Retinoids have recently been proposed to modulate estrogenic actions in various sex
steroid-dependent
neoplasms, but little has been studied in human endometrial disorders. Therefore, in this study, we first examined the immunolocalization of
retinoic acid receptor alpha, beta, and gamma, and
retinoid X receptor (RXR) alpha, beta, and gamma in 20 normal cycling human endometria, 34
endometrial hyperplasia, and 46 endometrioid endometrial
adenocarcinomas. We then correlated these findings with other clinicopathological parameters, especially in the correlation between
retinoid receptor subtypes and the status of
steroid hormone receptors, 17 beta-
hydroxysteroid dehydrogenase (17 beta-HSD) and
aromatase.
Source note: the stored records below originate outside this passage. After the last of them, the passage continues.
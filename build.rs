//! Build script that ensures Cargo rebuilds when scenario files change.
//!
//! The behavioural tests validate Gherkin feature files at compile time, but
//! Cargo cannot automatically detect when those files change. This script
//! emits a `rerun-if-changed` directive so incremental builds pick up new or
//! modified scenarios.

fn main() {
    println!("cargo:rerun-if-changed=tests/features");
}
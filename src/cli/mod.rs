//! CLI operation mode handlers.
//!
//! This module contains the implementations for the operation modes:
//! - [`rewrite`]: Rewrite a single piece of feedback given with `--text`
//! - [`batch`]: Rewrite every item of an `--input-file`
//!
//! Both modes drive a [`session::Session`], which records history and
//! writes the optional log and export. Output formatting utilities are in
//! [`output`].

pub mod batch;
pub mod export;
pub mod output;
pub mod rewrite;
pub mod session;
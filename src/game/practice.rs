//! A run of games played in one terminal session
//!
//! Owns the current game, the accepted word list and the running statistics, and
//! threads them through the pure rules on every guess.

use super::stats::MS_PER_DAY;
use super::{
    Completion, Game, GameState, GuessError, ImportStats, Statistics, Submission,
};
use crate::core::Word;
use crate::rules::{LetterStatusMap, aggregate};
use crate::wordlists::WordList;
use log::debug;
use std::time::{SystemTime, UNIX_EPOCH};
use thiserror::Error;

#[derive(Debug, Clone, PartialEq, Eq, Error)]
pub enum PracticeError {
    #[error("no solutions to choose from")]
    NoSolutions,
}

/// Where each round's solution comes from
#[derive(Debug, Clone)]
pub enum SolutionSource {
    /// Same word every round
    Fixed(Word),
    /// Uniformly random pick per round
    Random(Vec<Word>),
}

impl SolutionSource {
    fn pick(&self) -> Option<Word> {
        use rand::prelude::IndexedRandom;

        match self {
            Self::Fixed(word) => Some(*word),
            Self::Random(words) => words.choose(&mut rand::rng()).copied(),
        }
    }
}

pub struct Practice {
    solutions: SolutionSource,
    words: WordList,
    hard_mode: bool,
    game: Game,
    stats: Statistics,
    round: usize,
    last_completed_round: Option<usize>,
}

impl Practice {
    /// Start the first round
    ///
    /// # Errors
    /// Returns `PracticeError::NoSolutions` for an empty random source.
    pub fn new(
        solutions: SolutionSource,
        words: WordList,
        hard_mode: bool,
    ) -> Result<Self, PracticeError> {
        let solution = solutions.pick().ok_or(PracticeError::NoSolutions)?;
        let game = Game::new(solution, GameState::new(round_label(1), hard_mode));
        debug!("round 1 started (hard mode: {hard_mode})");

        Ok(Self {
            solutions,
            words,
            hard_mode,
            game,
            stats: Statistics::default(),
            round: 1,
            last_completed_round: None,
        })
    }

    /// Abandon or finish the current game and start another
    ///
    /// Every round is its own streak day, so abandoning an unfinished round
    /// breaks the streak.
    pub fn new_round(&mut self) {
        let Some(solution) = self.solutions.pick() else {
            return;
        };
        self.stats.reconcile_new_day(self.game.state().status, 1);
        self.round += 1;
        let state = self
            .game
            .state()
            .next_day(round_label(self.round), self.hard_mode);
        self.game = Game::new(solution, state);
        debug!("round {} started (hard mode: {})", self.round, self.hard_mode);
    }

    /// Submit a guess now
    ///
    /// # Errors
    /// See [`Game::submit`].
    pub fn submit(&mut self, guess: &str) -> Result<Submission, GuessError> {
        self.submit_at(guess, now_ms())
    }

    /// Submit a guess at an explicit time, recording statistics when the game ends
    ///
    /// # Errors
    /// See [`Game::submit`].
    pub fn submit_at(&mut self, guess: &str, now_ms: i64) -> Result<Submission, GuessError> {
        let submission = self.game.submit(guess, &self.words, now_ms)?;
        if let Some(completion) = &submission.completion {
            // Streaks count rounds, not wall-clock days
            let completion = Completion {
                previous_completed_ts: self.last_completed_round.map(round_day),
                ..*completion
            };
            self.stats.record(&completion, round_day(self.round));
            self.last_completed_round = Some(self.round);
            debug!("statistics now {:?}", self.stats);
        }
        Ok(submission)
    }

    /// Replace the session statistics with exported ones
    pub fn import_stats(&mut self, imported: &ImportStats) {
        self.stats.import(imported);
        debug!("imported statistics: {:?}", self.stats);
    }

    /// Toggle hard mode for this and later rounds
    ///
    /// # Errors
    /// Returns `GuessError::HardModeLocked` mid-game.
    pub fn set_hard_mode(&mut self, enabled: bool) -> Result<(), GuessError> {
        self.game.state_mut().set_hard_mode(enabled)?;
        self.hard_mode = enabled;
        Ok(())
    }

    #[must_use]
    pub const fn state(&self) -> &GameState {
        self.game.state()
    }

    #[must_use]
    pub const fn stats(&self) -> &Statistics {
        &self.stats
    }

    #[must_use]
    pub const fn round(&self) -> usize {
        self.round
    }

    #[must_use]
    pub fn revealed_solution(&self) -> Option<Word> {
        self.game.revealed_solution()
    }

    /// Keyboard colours for the current board
    #[must_use]
    pub fn letters(&self) -> LetterStatusMap {
        aggregate(&self.game.state().history())
    }
}

/// Timestamp standing in for a round's day
fn round_day(round: usize) -> i64 {
    i64::try_from(round).map_or(i64::MAX, |round| round.saturating_mul(MS_PER_DAY))
}

fn round_label(round: usize) -> String {
    format!("practice-{round}")
}

fn now_ms() -> i64 {
    SystemTime::now()
        .duration_since(UNIX_EPOCH)
        .map_or(0, |elapsed| elapsed.as_millis() as i64)
}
We also then examined the effects of
retinoic acid on the expression of 17 beta-HSD type 2 in cell lines derived from
endometrial carcinoma using Northern blotting analysis to examine the possible roles of
retinoids in in situ endometrial
estrogen metabolism. Among these six
retinoid receptors examined, RXR gamma immunoreactivity was exclusively detected in the epithelial cells of the secretory phase endometrium but not of the proliferative phase, which was well correlated with 17 beta-HSD type 2 immunolocalization. However, in
endometrial hyperplasia, RXR gamma was not correlated with 17 beta-HSD type 2. In endometrioid endometrial
adenocarcinoma, there was a statistically significant correlation between 17 beta-HSD type 2 immunoreactivity and RXR gamma labeling index (LI) (P < 0.001) and between RXR gamma LI and
progesterone receptor LI (r = 0.501, P = 0.003). A significant inverse correlation was also detected between RXR gamma LI and patient age (r = 0.449, P = 0.015). No statistically significant correlation was obtained between LIs of receptors and other clinicopathological parameters including the status of intratumoral
aromatase examined by immunohistochemistry. In the
endometrial carcinoma cell line, RL95-2,
retinoic acid markedly increased the level of 17 beta-HSD type 2
messenger RNA in a time- and dose-dependent manner. These results all suggest that retinoic
acids may be involved in modulation of in situ
estrogen metabolism in both normal and neoplastic human endometrium possibly through RXR gamma by stimulating the expression of 17 beta-HSD type 2.